***** Record excerpts *****
pub mod book_ticker;
pub mod candle_buffer;
pub mod price_feed;

// Re-export the Candle struct for convenient access (e.g. `use crate::market_data::Candle`).
pub use book_ticker::BookTickerFeed;
pub use candle_buffer::{Candle, CandleBuffer, CandleKey};
pub use price_feed::{PriceFeed, PriceTick};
*****
- **Exercise requirements**
The answer is the line containing "Re-export the Candle" together with every line after it in the records, repeated exactly and with nothing else.

- **Written solution**
// Re-export the Candle struct for convenient access (e.g. `use crate::market_data::Candle`).
pub use book_ticker::BookTickerFeed;
pub use candle_buffer::{Candle, CandleBuffer, CandleKey};
pub use price_feed::{PriceFeed, PriceTick};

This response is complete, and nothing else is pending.